Film Review by Dean Duncan Jun 17, 2015

A masterpiece. Not for its times, or despite its limitations. But fully, unequivocally, thunderously. What a perfect subject for him! Dismemberments and all. The proscenium style shows and falls short in the first sequence, but those costumes and backdrops are so tremendous. And this method can’t just be dismissed, since at times the frame is so dynamic and the space so very nicely filled (in the second banquet; nice touch with the little boy at the end of the train). In fact the framing in these long takes are sometimes quite masterful (another funny little guy carrying something joke). There’s some terrific pantomime in the here-are-the-keys scene.

The Bluebeard myth has tended to elude me. But now, suddenly, I get it! This is another reason that literature is not just automatically better than movies. It’s a point that we can take from the theatre. New productions of familiar franchises give us different avenues of entry, different kinds of access, and deeper understandings. This is God in the garden, slaughtering us for one tiny and irresistible disobedience. Méliès further elaborates: the devil made her do it! His films are always fun and games and tongue in cheek, but those seven hanging women are both horrifying and pitiable. I don’t remember the angel from M. Perreault’s original (well…) rendering. Here is a very and multiply effective nightmare sequence. Blue beard’s homecoming is a bit blustery (it is true that comedy does sometimes register better than the dramatic in silent film).

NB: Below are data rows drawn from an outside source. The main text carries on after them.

//! `e-sort` sorts an unbounded stream of integer telemetry samples under a fixed memory budget.
//!
//! Sorting is done in two passes. During the first pass (acquisition) samples are collected into a
//! fixed-capacity buffer; every time the buffer gets full it is sorted in place and written to disk as
//! a sorted run. During the second pass the runs are merged into one globally sorted output file, holding
//! a single lookahead sample per run in memory. For more information see
//! [External Sorting](https://en.wikipedia.org/wiki/External_sorting).
//!
//! # Overview
//!
//! * **Bounded memory:**
//!   at most `capacity` samples are held during acquisition and one sample per run during merge.
//! * **Pluggable sources:**
//!   anything implementing [`DataSource`] can feed the sorter; a tolerant line reader for live input
//!   and a strict reader for persisted runs are provided.
//! * **Deterministic merge:**
//!   equal samples from different runs are emitted in run order.
//! * **Cooperative cancellation:**
//!   a [`CancellationToken`] stops acquisition without losing already ingested samples.
//!
//! # Example
//!
//! ```no_run
//! use std::io;
//! use std::path::Path;
//!
//! use e_sort::{ExternalSorter, ExternalSorterBuilder, LineSource};
//!
//! fn main() {
//!     let mut input = LineSource::new(io::stdin().lock());
//!
//!     let mut sorter: ExternalSorter = ExternalSorterBuilder::new()
//!         .with_capacity(1000)
//!         .with_tmp_dir(Path::new("./"))
//!         .build()
//!         .unwrap();
//!
//!     let summary = sorter.sort(&mut input, Path::new("output.sorted.txt")).unwrap();
//!     println!("{} samples sorted in {} runs", summary.samples, summary.runs);
//! }
//! ```

pub mod buffer;
pub mod cancel;
pub mod merger;
pub mod run;
pub mod sort;
pub mod source;

/// A single telemetry sample.
pub type Sample = i32;

pub use buffer::{BufferError, SortBuffer};
pub use cancel::CancellationToken;
pub use merger::{KWayMerger, MergeSummary};
pub use run::{Run, RunError, RunSource, RunStore};
pub use sort::{ExternalSorter, ExternalSorterBuilder, SortError, SortSummary};
pub use source::{DataSource, IterSource, LineSource, SourceError};
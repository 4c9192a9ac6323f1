//! Compressed pointers.
//!
//! A [`CompressedPtr`] names a slot by (alignment group, size group, index)
//! packed into 39 bits, leaving 25 high bits to the caller as a tag:
//!
//! ```text
//!  63        39 38   36 35  33  32  31                          0
//! +------------+-------+------+-----+----------------------------+
//! |    tag     |a_group|s_bits|s_low|  s_group high bits | index |
//! +------------+-------+------+-----+----------------------------+
//! ```
//!
//! The size group is split: its low bit lives in `s_low`, the rest sits in
//! the top `s_bits + 1` bits of the 32-bit index field, above the slot index.
//! Small groups therefore leave more room for the index, which is what lets
//! the small, numerous classes address more slots.

use core::{fmt, ptr::NonNull};

use crate::{region, size_class::{self, SizeClass}};

// =============================================================================
// Constants
// =============================================================================

const S_LOW_SHIFT: u32 = 32;
const S_BITS_SHIFT: u32 = 33;
const A_GROUP_SHIFT: u32 = 36;
const TAG_SHIFT: u32 = 39;

/// Width of the caller-owned tag.
pub const TAG_BITS: u32 = 25;
/// Largest tag value.
pub const TAG_MAX: u32 = (1 << TAG_BITS) - 1;

const UNTAGGED_MASK: u64 = (1 << TAG_SHIFT) - 1;

/// Index mask for each `s_bits` value.
const IDX_MASK: [u32; 8] = {
  let mut masks = [0u32; 8];
  let mut bits = 0;
  while bits < 8 {
    masks[bits] = (1 << (31 - bits)) - 1;
    bits += 1;
  }
  masks
};

const _: () = assert!(TAG_SHIFT + TAG_BITS == 64);
const _: () = assert!(IDX_MASK[0] == 0x7FFF_FFFF && IDX_MASK[7] == 0x00FF_FFFF);

// =============================================================================
// CompressedPtr
// =============================================================================

/// A slot reference that converts to and from a real address by arithmetic
/// alone.
#[derive(Clone, Copy, PartialEq, Eq, Hash)]
#[repr(transparent)]
pub struct CompressedPtr(u64);

impl CompressedPtr {
  /// Group 0 never holds slots, so all-zero bits are free to mean "null".
  pub const NULL: Self = Self(0);

  /// Encodes a slot. `index` must fit in the class's index field.
  #[inline]
  pub const fn from_parts(a_group: u8, s_group: u8, index: u32) -> Self {
    debug_assert!(a_group >= 1 && (a_group as usize) < size_class::A_GROUPS);
    let s_bits = size_class::s_bits(s_group);
    debug_assert!(index <= IDX_MASK[s_bits as usize]);
    let high = ((s_group & !1) as u32) << (31 - s_bits);
    let packed = high | index;
    Self(
      packed as u64
        | ((s_group & 1) as u64) << S_LOW_SHIFT
        | (s_bits as u64) << S_BITS_SHIFT
        | (a_group as u64) << A_GROUP_SHIFT,
    )
  }

  /// Encodes the slot `index` of `class`.
  #[inline]
  pub const fn new(class: SizeClass, index: u32) -> Self {
    Self::from_parts(class.a_group(), class.s_group(), index)
  }

  /// Decodes a heap offset (address minus base). Interior offsets resolve to
  /// the slot that contains them.
  #[inline]
  pub fn from_offset(offset: usize) -> Option<Self> {
    let (class, within) = SizeClass::from_offset(offset)?;
    let index = within / class.size();
    if index > IDX_MASK[class.s_bits() as usize] as usize {
      return None;
    }
    Some(Self::new(class, index as u32))
  }

  /// Decodes a raw address handed out by this allocator.
  #[inline]
  pub fn from_raw(address: usize) -> Option<Self> {
    Self::from_offset(address.wrapping_sub(region::base()))
  }

  /// Reinterprets bits produced by [`to_bits`](Self::to_bits).
  #[inline]
  pub const fn from_bits(bits: u64) -> Self {
    Self(bits)
  }

  #[inline]
  pub const fn to_bits(self) -> u64 {
    self.0
  }

  #[inline]
  pub const fn is_null(self) -> bool {
    self.a_group() == 0
  }

  #[inline]
  pub const fn a_group(self) -> u8 {
    ((self.0 >> A_GROUP_SHIFT) & 0b111) as u8
  }

  #[inline]
  const fn s_bits(self) -> u32 {
    ((self.0 >> S_BITS_SHIFT) & 0b111) as u32
  }

  #[inline]
  pub const fn s_group(self) -> u8 {
    let s_bits = self.s_bits();
    let packed = self.0 as u32;
    let s_low = ((self.0 >> S_LOW_SHIFT) & 1) as u32;
    (s_low | (packed & !IDX_MASK[s_bits as usize]) >> (31 - s_bits)) as u8
  }

  #[inline]
  pub const fn index(self) -> u32 {
    self.0 as u32 & IDX_MASK[self.s_bits() as usize]
  }

  #[inline]
  pub const fn class(self) -> SizeClass {
    SizeClass::new(self.a_group(), self.s_group())
  }

  /// Slot size in bytes.
  #[inline]
  pub const fn size(self) -> usize {
    (self.s_group() as usize + 1) << size_class::ALIGN_SHIFT[self.a_group() as usize]
  }

  #[inline]
  pub const fn tag(self) -> u32 {
    (self.0 >> TAG_SHIFT) as u32
  }

  /// Replaces the tag; bits above [`TAG_BITS`] are dropped.
  #[inline]
  pub const fn with_tag(self, tag: u32) -> Self {
    Self(self.0 & UNTAGGED_MASK | ((tag & TAG_MAX) as u64) << TAG_SHIFT)
  }

  #[inline]
  pub const fn without_tag(self) -> Self {
    Self(self.0 & UNTAGGED_MASK)
  }

  /// Offset of the slot from the heap base.
  #[inline]
  pub const fn offset(self) -> usize {
    self.class().window_offset() | self.index() as usize * self.size()
  }

  /// Real address of the slot.
  #[inline]
  pub fn address(self) -> usize {
    region::base() + self.offset()
  }

  #[inline]
  pub fn as_ptr(self) -> *mut u8 {
    self.address() as *mut u8
  }

  /// # Panics
  ///
  /// Panics on [`CompressedPtr::NULL`].
  #[inline]
  pub fn as_non_null(self) -> NonNull<u8> {
    assert!(!self.is_null(), "null compressed pointer");
    // SAFETY: group >= 1 puts the address at or above 2^44.
    unsafe { NonNull::new_unchecked(self.as_ptr()) }
  }
}

impl Default for CompressedPtr {
  fn default() -> Self {
    Self::NULL
  }
}

impl fmt::Debug for CompressedPtr {
  fn fmt(&self, f: &mut fmt::Formatter<'_>) -> fmt::Result {
    if self.is_null() {
      return f.write_str("CompressedPtr(null)");
    }
    f.debug_struct("CompressedPtr")
      .field("a_group", &self.a_group())
      .field("s_group", &self.s_group())
      .field("index", &self.index())
      .field("tag", &self.tag())
      .finish()
  }
}
//! Direct-mapped allocations, for requests no size class can hold.
//!
//! The 16 bytes right before the payload hold the requested size and the
//! distance back to the start of the mapping, so over-aligned payloads can
//! sit anywhere inside it. Nothing here is compressed or cached: free unmaps
//! immediately.

use core::ptr::NonNull;

use crate::{
  error::AllocError,
  region::{self, os_mmap, os_munmap},
  trace,
};

/// Bytes in front of every large allocation; also the alignment a mapping
/// gives without padding.
pub(crate) const LARGE_HEADER: usize = 16;

/// Maps `size` bytes aligned to `align` (a power of two).
pub(crate) fn alloc_large(size: usize, align: usize) -> Result<NonNull<u8>, AllocError> {
  debug_assert!(align.is_power_of_two());
  let align = align.max(LARGE_HEADER);
  // Room for the header plus the worst-case distance to an aligned address.
  let pad = if align == LARGE_HEADER { LARGE_HEADER } else { align + LARGE_HEADER };
  let total = size.checked_add(pad).ok_or(AllocError::SizeOverflow)?;
  let raw = unsafe { os_mmap(total) }.map_err(|errno| AllocError::MapFailed { size: total, errno })?;
  trace::large_mapped(total);

  let base = raw as usize;
  let payload = (base + LARGE_HEADER).next_multiple_of(align);
  let offset = payload - base;

  // Give back whole pages past the payload; `free_large` only knows
  // `offset + size`.
  let page = region::page_size();
  let used = (offset + size).next_multiple_of(page);
  let mapped = total.next_multiple_of(page);
  if mapped > used {
    unsafe { os_munmap(raw.add(used), mapped - used) };
  }

  unsafe {
    let header = raw.add(offset - LARGE_HEADER).cast::<usize>();
    header.write(size);
    header.add(1).write(offset);
    Ok(NonNull::new_unchecked(raw.add(offset)))
  }
}

/// Requested size of a large allocation.
///
/// # Safety
///
/// `ptr` must come from [`alloc_large`] and still be live.
#[inline]
pub(crate) unsafe fn large_size(ptr: NonNull<u8>) -> usize {
  unsafe { ptr.as_ptr().sub(LARGE_HEADER).cast::<usize>().read() }
}

/// # Safety
///
/// `ptr` must come from [`alloc_large`] and must not be used afterwards.
pub(crate) unsafe fn free_large(ptr: NonNull<u8>) {
  unsafe {
    let header = ptr.as_ptr().sub(LARGE_HEADER).cast::<usize>();
    let size = header.read();
    let offset = header.add(1).read();
    os_munmap(ptr.as_ptr().sub(offset), offset + size);
  }
}
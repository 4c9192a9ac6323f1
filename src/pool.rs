//! Global free-list-of-free-lists.
//!
//! A fixed array of cells, each able to carry one whole thread-local free
//! list. Cells live on exactly one lock-free stack at a time: the "unused"
//! stack, or the donated stack of some size class. Cells are never freed,
//! only moved between stacks, and stack heads pack a 32-bit version next to
//! the cell index so a stale compare-and-swap cannot succeed (ABA).
//!
//! Cell `next` links are relative like slot links, which makes the zeroed
//! array a complete ascending "unused" stack without any setup.

use core::sync::atomic::{AtomicU32, AtomicU64, Ordering};

use crate::{
  freelist::{FreeList, NIL, decode_link, encode_link},
  trace,
};

/// Cells in the process-wide pool.
pub(crate) const POOL_CAPACITY: usize = 1 << 16;

/// Head value of a stack with no cells (version 0).
pub(crate) const EMPTY_STACK: u64 = NIL as u64;

pub(crate) static POOL: Pool<POOL_CAPACITY> = Pool::new();

#[inline(always)]
const fn pack(version: u32, cell: u32) -> u64 {
  (version as u64) << 32 | cell as u64
}

struct Cell {
  next: AtomicU32,
  head: AtomicU32,
  count: AtomicU32,
}

impl Cell {
  const fn new() -> Self {
    Self {
      next: AtomicU32::new(0),
      head: AtomicU32::new(NIL),
      count: AtomicU32::new(0),
    }
  }
}

pub(crate) struct Pool<const N: usize> {
  cells: [Cell; N],
  unused: AtomicU64,
}

impl<const N: usize> Pool<N> {
  pub(crate) const fn new() -> Self {
    assert!(N > 0 && N < NIL as usize);
    Self {
      cells: [const { Cell::new() }; N],
      unused: AtomicU64::new(pack(0, 0)),
    }
  }

  #[inline]
  fn next_of(&self, cell: u32) -> u32 {
    let next = decode_link(cell, self.cells[cell as usize].next.load(Ordering::Relaxed));
    if next as usize >= N { NIL } else { next }
  }

  fn pop_cell(&self, stack: &AtomicU64) -> Option<u32> {
    let mut packed = stack.load(Ordering::Acquire);
    loop {
      let top = packed as u32;
      if top as usize >= N {
        return None;
      }
      // May read a link the owner is rewriting; the version check below then
      // rejects the swap.
      let next = self.next_of(top);
      let version = (packed >> 32) as u32;
      match stack.compare_exchange_weak(
        packed,
        pack(version.wrapping_add(1), next),
        Ordering::AcqRel,
        Ordering::Acquire,
      ) {
        Ok(_) => return Some(top),
        Err(current) => packed = current,
      }
    }
  }

  fn push_cell(&self, stack: &AtomicU64, cell: u32) {
    let mut packed = stack.load(Ordering::Relaxed);
    loop {
      let top = packed as u32;
      self.cells[cell as usize]
        .next
        .store(encode_link(cell, top), Ordering::Relaxed);
      let version = (packed >> 32) as u32;
      match stack.compare_exchange_weak(
        packed,
        pack(version.wrapping_add(1), cell),
        Ordering::Release,
        Ordering::Relaxed,
      ) {
        Ok(_) => return,
        Err(current) => packed = current,
      }
    }
  }

  /// Donates `list` to `stack`, leaving `list` empty. Returns `false`, with
  /// `list` untouched, when no spare cell is left.
  pub(crate) fn push(&self, stack: &AtomicU64, list: &mut FreeList) -> bool {
    debug_assert!(!list.is_empty());
    let Some(cell) = self.pop_cell(&self.unused) else {
      trace::pool_exhausted(list.count);
      return false;
    };
    let slot = &self.cells[cell as usize];
    slot.head.store(list.head, Ordering::Relaxed);
    slot.count.store(list.count, Ordering::Relaxed);
    *list = FreeList::EMPTY;
    self.push_cell(stack, cell);
    true
  }

  /// Takes the most recently donated list off `stack` into `list`, which must
  /// be empty. Returns `false` if nothing was donated.
  pub(crate) fn pop(&self, stack: &AtomicU64, list: &mut FreeList) -> bool {
    debug_assert!(list.is_empty());
    let Some(cell) = self.pop_cell(stack) else {
      return false;
    };
    let slot = &self.cells[cell as usize];
    list.head = slot.head.swap(NIL, Ordering::Relaxed);
    list.count = slot.count.swap(0, Ordering::Relaxed);
    self.push_cell(&self.unused, cell);
    true
  }
}

#[cfg(test)]
mod tests {
  use super::*;
  use std::{sync::Arc, thread};

  fn list(head: u32, count: u32) -> FreeList {
    FreeList { head, count }
  }

  #[test]
  fn zeroed_pool_is_a_full_unused_stack() {
    let pool = Pool::<4>::new();
    let order: Vec<u32> = std::iter::from_fn(|| pool.pop_cell(&pool.unused)).collect();
    assert_eq!(order, [0, 1, 2, 3]);
  }

  #[test]
  fn donated_lists_come_back_lifo() {
    let pool = Pool::<4>::new();
    let stack = AtomicU64::new(EMPTY_STACK);

    let mut a = list(10, 3);
    let mut b = list(20, 7);
    assert!(pool.push(&stack, &mut a));
    assert!(pool.push(&stack, &mut b));
    assert_eq!(a, FreeList::EMPTY);
    assert_eq!(b, FreeList::EMPTY);

    let mut out = FreeList::EMPTY;
    assert!(pool.pop(&stack, &mut out));
    assert_eq!(out, list(20, 7));
    let mut out = FreeList::EMPTY;
    assert!(pool.pop(&stack, &mut out));
    assert_eq!(out, list(10, 3));
    assert!(!pool.pop(&stack, &mut FreeList::EMPTY));
  }

  #[test]
  fn exhaustion_leaves_the_list_with_its_owner() {
    let pool = Pool::<2>::new();
    let stack = AtomicU64::new(EMPTY_STACK);
    assert!(pool.push(&stack, &mut list(1, 1)));
    assert!(pool.push(&stack, &mut list(2, 1)));

    let mut third = list(3, 1);
    assert!(!pool.push(&stack, &mut third));
    assert_eq!(third, list(3, 1));

    // Draining returns cells to the unused stack.
    assert!(pool.pop(&stack, &mut FreeList::EMPTY));
    assert!(pool.push(&stack, &mut third));
  }

  #[test]
  fn stacks_are_independent() {
    let pool = Pool::<8>::new();
    let small = AtomicU64::new(EMPTY_STACK);
    let large = AtomicU64::new(EMPTY_STACK);
    assert!(pool.push(&small, &mut list(1, 4)));
    assert!(pool.push(&large, &mut list(2, 5)));

    let mut out = FreeList::EMPTY;
    assert!(pool.pop(&small, &mut out));
    assert_eq!(out, list(1, 4));
    assert!(!pool.pop(&small, &mut FreeList::EMPTY));
    assert!(pool.pop(&large, &mut FreeList::EMPTY));
  }

  #[test]
  fn concurrent_donations_are_not_lost() {
    const THREADS: u32 = 8;
    const ROUNDS: u32 = 2_000;

    let pool = Arc::new(Pool::<16>::new());
    let stack = Arc::new(AtomicU64::new(EMPTY_STACK));

    let handles: Vec<_> = (0..THREADS)
      .map(|t| {
        let pool = Arc::clone(&pool);
        let stack = Arc::clone(&stack);
        thread::spawn(move || {
          let mut seen = 0u64;
          for round in 0..ROUNDS {
            let mut mine = list(t * ROUNDS + round, 1);
            while !pool.push(&stack, &mut mine) {
              std::hint::spin_loop();
            }
            let mut got = FreeList::EMPTY;
            if pool.pop(&stack, &mut got) {
              assert_eq!(got.count, 1);
              seen += 1;
            }
          }
          seen
        })
      })
      .collect();

    let popped: u64 = handles.into_iter().map(|h| h.join().unwrap()).sum();
    let mut left = 0;
    while pool.pop(&stack, &mut FreeList::EMPTY) {
      left += 1;
    }
    assert_eq!(popped + left, u64::from(THREADS * ROUNDS));
  }
}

Now a shock: for what I think is the first time the trick where Méliès match cuts and turns a person into a dummy is played not for laughs or showing off, but for fear and pity. They’ve created a character and fashioned our sympathy for her, so that when her prop proxy is dragged down the stairs and then gives way to a brutalized woman rising from the floor, you feel it!

This appalling event gives us an appetite for retribution. These rescuers are a deus ex machina, since there’s no way they could have known or come. Blue beard gets skewered, quite convincingly. At the end of the circus the various acts can come back for an eye-popping three-ring kind of climax. Here Méliès pulls out the stops but again, as before, he’s after more than just spectacle. Now the devil comes back; is it to aid his operative, or to taunt him? The angel returns to vanquish him. Then, and in connection, it is powerful and even shiver-inducing when the murdered women rise from a trap door to take care of our villain. It’s Hamlet’s ghost and the Commendatore, all in one (or seven). Unexpected! Amazing!

Rather than taking the villain to hell, the restored women march off with the handsome rescuers! Blue beard ceases even to be relevant. Talking about toppers: the set pieces are pulled and lifted to reveal an aureole of a curtain call, murdered women ensconced in marble halls with their consorts. Again, the threadbare isn’t, as you see the elegant magician recontextualizing his stage craft, and turning it into the apotheosis of cinema.